Supplied data
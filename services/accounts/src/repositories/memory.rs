//! In-process user repository for tests and local runs

use std::{collections::HashMap, sync::Arc};

use async_trait::async_trait;
use common::error::{DatabaseError, DatabaseResult};
use tokio::sync::Mutex;

use super::CredentialStore;
use crate::models::{NewUser, User};

#[derive(Debug, Default)]
struct Table {
    next_id: i64,
    rows: HashMap<String, User>,
}

/// User repository holding rows in memory, keyed by name
#[derive(Debug, Clone, Default)]
pub struct MemoryUserRepository {
    table: Arc<Mutex<Table>>,
}

impl MemoryUserRepository {
    pub fn new() -> Self {
        Self::default()
    }

    /// Number of stored users
    pub async fn len(&self) -> usize {
        self.table.lock().await.rows.len()
    }

    pub async fn is_empty(&self) -> bool {
        self.len().await == 0
    }
}

#[async_trait]
impl CredentialStore for MemoryUserRepository {
    async fn find_by_name(&self, name: &str) -> DatabaseResult<Option<User>> {
        Ok(self.table.lock().await.rows.get(name).cloned())
    }

    async fn insert(&self, new_user: &NewUser) -> DatabaseResult<User> {
        let mut table = self.table.lock().await;
        if table.rows.contains_key(&new_user.name) {
            return Err(DatabaseError::Duplicate("users_name_key".to_string()));
        }

        table.next_id += 1;
        let user = User {
            id: table.next_id,
            name: new_user.name.clone(),
            password_hash: new_user.password_hash.clone(),
        };
        table.rows.insert(user.name.clone(), user.clone());

        Ok(user)
    }

    async fn delete(&self, id: i64, name: &str) -> DatabaseResult<u64> {
        let mut table = self.table.lock().await;
        match table.rows.get(name) {
            Some(user) if user.id == id => {
                table.rows.remove(name);
                Ok(1)
            }
            _ => Ok(0),
        }
    }

    async fn health_check(&self) -> DatabaseResult<bool> {
        Ok(true)
    }
}
//! Request body extractor accepting both HTML forms and JSON

use async_trait::async_trait;
use axum::{
    body::Bytes,
    extract::{FromRequest, Request},
    http::{StatusCode, header::CONTENT_TYPE},
    response::{IntoResponse, Response},
};
use serde::de::DeserializeOwned;
use thiserror::Error;

/// A submitted form.
///
/// The body is decoded as JSON when the request says `application/json`
/// and as `application/x-www-form-urlencoded` otherwise. An empty body
/// decodes as a form with no fields.
#[derive(Debug, Clone)]
pub struct Submission<T>(pub T);

/// Why a submission could not be decoded
#[derive(Error, Debug)]
pub enum SubmissionRejection {
    #[error("failed to read request body: {0}")]
    Body(String),

    #[error("malformed JSON body: {0}")]
    Json(#[from] serde_json::Error),

    #[error("malformed form body: {0}")]
    Form(#[from] serde_urlencoded::de::Error),
}

impl IntoResponse for SubmissionRejection {
    fn into_response(self) -> Response {
        (StatusCode::BAD_REQUEST, self.to_string()).into_response()
    }
}

#[async_trait]
impl<T, S> FromRequest<S> for Submission<T>
where
    T: DeserializeOwned,
    S: Send + Sync,
{
    type Rejection = SubmissionRejection;

    async fn from_request(req: Request, state: &S) -> Result<Self, Self::Rejection> {
        let is_json = req
            .headers()
            .get(CONTENT_TYPE)
            .and_then(|value| value.to_str().ok())
            .is_some_and(|value| value.starts_with("application/json"));

        let body = Bytes::from_request(req, state)
            .await
            .map_err(|e| SubmissionRejection::Body(e.body_text()))?;

        let value = if is_json && !body.is_empty() {
            serde_json::from_slice(&body)?
        } else {
            serde_urlencoded::from_bytes(&body)?
        };

        Ok(Self(value))
    }
}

Exercise goal
Exactly as they stand, set down the lines from the top of the data through the line with "keyed by name".

Exercise response
filename services/accounts/src/repositories/memory.rs
//! In-process user repository for tests and local runs

use std::{collections::HashMap, sync::Arc};

use async_trait::async_trait;
use common::error::{DatabaseError, DatabaseResult};
use tokio::sync::Mutex;

use super::CredentialStore;
use crate::models::{NewUser, User};

#[derive(Debug, Default)]
struct Table {
    next_id: i64,
    rows: HashMap<String, User>,
}

/// User repository holding rows in memory, keyed by name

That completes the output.